In the crucial game of fund-raising, most challengers are licked before the race begins. Political money has been a prime protector of incumbent House Democrats—Republicans, too, but mainly Democrats since they are a solid majority of the incumbents. A study by Common Cause, the public-affairs lobby, showed that in the 1986 election, House incumbents on average raised more than three times as much money as their challengers, and that in the critical two-week homestretch of the campaign their cash on hand was twenty times that of their challengers.22 That meant the incumbents were sitting pretty to finance their final media blitzes and lock up their seats for two more years.
The greatest incumbent advantage in the money game is among Washington-based PACs, whose contributions to congressional races tripled from 1976 to 1986.23 The continuous floating fund-raising game in Washington and the symbiotic relationships between members of Congress on one side and lobbyists and PAC managers on the other side all play to the advantage of incumbents. “PAC Money is and will remain the easiest money for most incumbents to raise,” Michael Malbin of American Enterprise Institute asserts. “Tens of thousands of dollars typically change hands in any of the hundreds of Washington fund raisers held every year.… The members [of Congress], clearly on top of the situation, use the events to raise $250 or so in quasi-tribute fees from people who might not otherwise support them.”24 Unless an incumbent has deeply angered some group of PACs, or unless a member retires and both parties have an equal scramble over an open seat, the incumbency bias of PACs leaves all but a handful of challengers out in the cold. This is more true in the House than in the Senate. In 1986, for instance, House incumbents received six times as much PAC money as did their challengers.
In short, the cards are stacked in favor of continuing Democratic control of the House—unless changes are made in the current system of campaign financing or challengers are given some new means of access to television exposure. Democratic control of the House obviously spells divided government for every Republican president. Moreover, the existence of a permanent majority and a permanent minority in the House has a corrosive effect on the two-party system and on the process of governing. Permanent minority status is not only demoralizing to House Republicans but drives them toward the negative tactics of obstructionism, because a permanent minority scores political points with the voters by loud criticism and by playing the spoiler role, rather than by developing responsible, constructive proposals, which it cannot pass. And on the other side, being a permanent majority can make Democrats fat, satisfied, and so cocky that they do not feel pressure to work together.

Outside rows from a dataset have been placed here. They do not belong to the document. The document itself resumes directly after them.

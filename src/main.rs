use clap::Parser;
use log::{error, info};
use p1mqtt::{bridge::shutdown_on, mqtt::RetryPolicy, p1, Bridge, Config, MqttPublisher, Pipeline};
use std::error::Error;
use std::path::PathBuf;
use std::process::ExitCode;
use std::time::Duration;

#[derive(Parser, Debug)]
#[command(name = "p1mqtt", version, about = "Publish DSMR P1 smart meter telegrams to MQTT")]
struct Args {
    /// Configuration file, defaults to config/p1mqtt.yaml or p1mqtt.yaml
    #[arg(long)]
    config: Option<PathBuf>,

    /// Read telegrams from this file instead of the serial device
    #[arg(long)]
    testfile: Option<PathBuf>,

    /// With --testfile, release at most one telegram every n seconds
    #[arg(long, default_value_t = 0)]
    ratelimit: u64,
}

#[tokio::main]
async fn main() -> ExitCode {
    // Initialize logging
    let default_filter = std::env::var("P1MQTT_LOG_LEVEL").unwrap_or("info".to_string());
    env_logger::init_from_env(env_logger::Env::new().default_filter_or(default_filter));

    let args = Args::parse();
    info!("p1mqtt {}", env!("CARGO_PKG_VERSION"));

    match run(args).await {
        Ok(()) => {
            info!("Done. Exiting.");
            ExitCode::SUCCESS
        }
        Err(e) => {
            error!("{e}");
            ExitCode::FAILURE
        }
    }
}

async fn run(args: Args) -> Result<(), Box<dyn Error>> {
    let path = Config::locate(args.config)?;
    let config = Config::load(&path)?;

    let rate_limit = (args.ratelimit > 0).then(|| Duration::from_secs(args.ratelimit));
    let source = p1::open_source(&config.p1, args.testfile.as_deref(), rate_limit)?;

    let retry = RetryPolicy::from_config(&config.mqtt);
    let publisher = MqttPublisher::connect(&config.mqtt);
    let pipeline = Pipeline::new(config)?;

    let (telegrams, _reader) = p1::spawn_reader(source);
    let mut bridge = Bridge::new(pipeline, &publisher, retry);
    let result = bridge.run(telegrams, shutdown_on(tokio::signal::ctrl_c())).await;

    publisher.shutdown().await;
    result?;
    Ok(())
}
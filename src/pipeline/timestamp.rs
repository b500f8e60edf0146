use crate::config::TimestampFormat;
use crate::models::{ReadingSet, Value};
use crate::p1::{utils, P1Error};
use chrono::{DateTime, FixedOffset};
use std::fmt::Write;
use thiserror::Error;

#[derive(Error, Debug)]
pub enum TimestampError {
    #[error("timestamp identifier {0} not present in telegram")]
    Missing(String),
    #[error("{0}")]
    Parse(#[from] P1Error),
    #[error("timestamp {0} cannot be expressed in nanoseconds")]
    OutOfRange(DateTime<FixedOffset>),
    #[error("timestamp layout {0:?} cannot be rendered")]
    Layout(String),
}

/// The telegram wide timestamp, from the first token of `identifier`
pub fn telegram_timestamp(readings: &ReadingSet, identifier: &str) -> Result<DateTime<FixedOffset>, TimestampError> {
    let token = readings
        .get(identifier)
        .and_then(|tokens| tokens.first())
        .ok_or_else(|| TimestampError::Missing(identifier.to_string()))?;
    Ok(utils::parse_timestamp(token)?)
}

/// Tracks the last published timestamp of one output. Starts at the epoch
/// and only moves forward.
#[derive(Debug, Clone, PartialEq)]
pub struct MonotonicGate {
    last_accepted: DateTime<FixedOffset>,
}

impl MonotonicGate {
    pub fn new() -> Self {
        // Default is the Unix epoch
        MonotonicGate { last_accepted: DateTime::<FixedOffset>::default() }
    }

    pub fn is_newer(&self, timestamp: &DateTime<FixedOffset>) -> bool {
        *timestamp > self.last_accepted
    }

    pub fn advance(&mut self, timestamp: DateTime<FixedOffset>) {
        if timestamp > self.last_accepted {
            self.last_accepted = timestamp;
        }
    }

    pub fn last_accepted(&self) -> DateTime<FixedOffset> {
        self.last_accepted
    }
}

impl Default for MonotonicGate {
    fn default() -> Self {
        Self::new()
    }
}

pub fn format_timestamp(timestamp: &DateTime<FixedOffset>, format: &TimestampFormat) -> Result<Value, TimestampError> {
    match format {
        TimestampFormat::Unix => Ok(Value::Integer(timestamp.timestamp())),
        TimestampFormat::UnixNano => timestamp
            .timestamp_nanos_opt()
            .map(Value::Integer)
            .ok_or(TimestampError::OutOfRange(*timestamp)),
        TimestampFormat::Layout(layout) => {
            let mut rendered = String::new();
            write!(rendered, "{}", timestamp.format(layout))
                .map_err(|_| TimestampError::Layout(layout.clone()))?;
            Ok(Value::Text(rendered))
        }
    }
}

“Large, stable majorities tend to become divided and self-centered,” observed political scientist Thomas Mann. “They take for granted the rewards of majority status and lose sight of the importance of the party’s collective performance.”25 Both tendencies reinforce the ills of divided government.
Ticket Splitters: New-Collar Voters
With Reagan’s great personal appeal, the built-in advantages of incumbency would have been seriously tested if voters were still casting party-line ballots. But ticket splitting obviously helped protect House Democrats. Most political observers attribute ticket splitting to the increased independence of voters, rather than to any conscious decision by voters to keep government divided.
But some voters are quite deliberate about ticket splitting. In 1984, I heard Democratic candidates in heavily pro-Reagan districts from Texas to Pennsylvania openly appeal to voters to keep government divided, to elect Democrats to the House to “keep a check on Reagan.” In two touch-and-go districts outside Philadelphia, for example, Democrats Bob Edgar and Peter Kostmayer adopted this tactic as a matter of survival, for they took President Reagan’s reelection as a foregone conclusion. They also saw evidence in opinion polls that people liked Reagan as a national leader but did not agree with all his policies and did not want to give him free rein. Edgar and Kostmayer argued that ticket splitting gave voters the best of both worlds: Reagan as chief of state with a partially Democratic Congress to restrain him. With that pitch, Edgar, Kostmayer, and slews of other Democrats stayed in office in 1984.
Pollster Lou Harris told me that his surveys found this motivation for ticket splitting as far back as the mid-1970s. Harris felt that voters had grown so wary of both parties that they were hedging their bets. “People don’t want any one party to be dominant,” Harris told me. “We’ve asked people, ‘Would you rather have divided government or one party in control?’ And they will say, sixty to thirty-five percent, they prefer divided government. They just don’t want one party of scoundrels in there. It’s born of the cynicism toward politicians. We first got that under Ford in ’75–’76. The more Congress stands up to the president, the more they like it. People believe in checks and balances.”26
Other polltakers will not go that far. They attribute divided government to the rise of independent voters who go by the code: “I vote for the candidate, not the party.” That embodies the erosion of party allegiance at the grass roots. In 1952 at Eisenhower’s reelection, a regular biennial nationwide survey found that only twenty-five percent of the electorate were independents, the rest identifying with one of the two big parties. In 1986, independents had risen to thirty-five percent.27 Except for the Republican surges around Reagan’s two elections, independents have outnumbered Republicans for a decade or more.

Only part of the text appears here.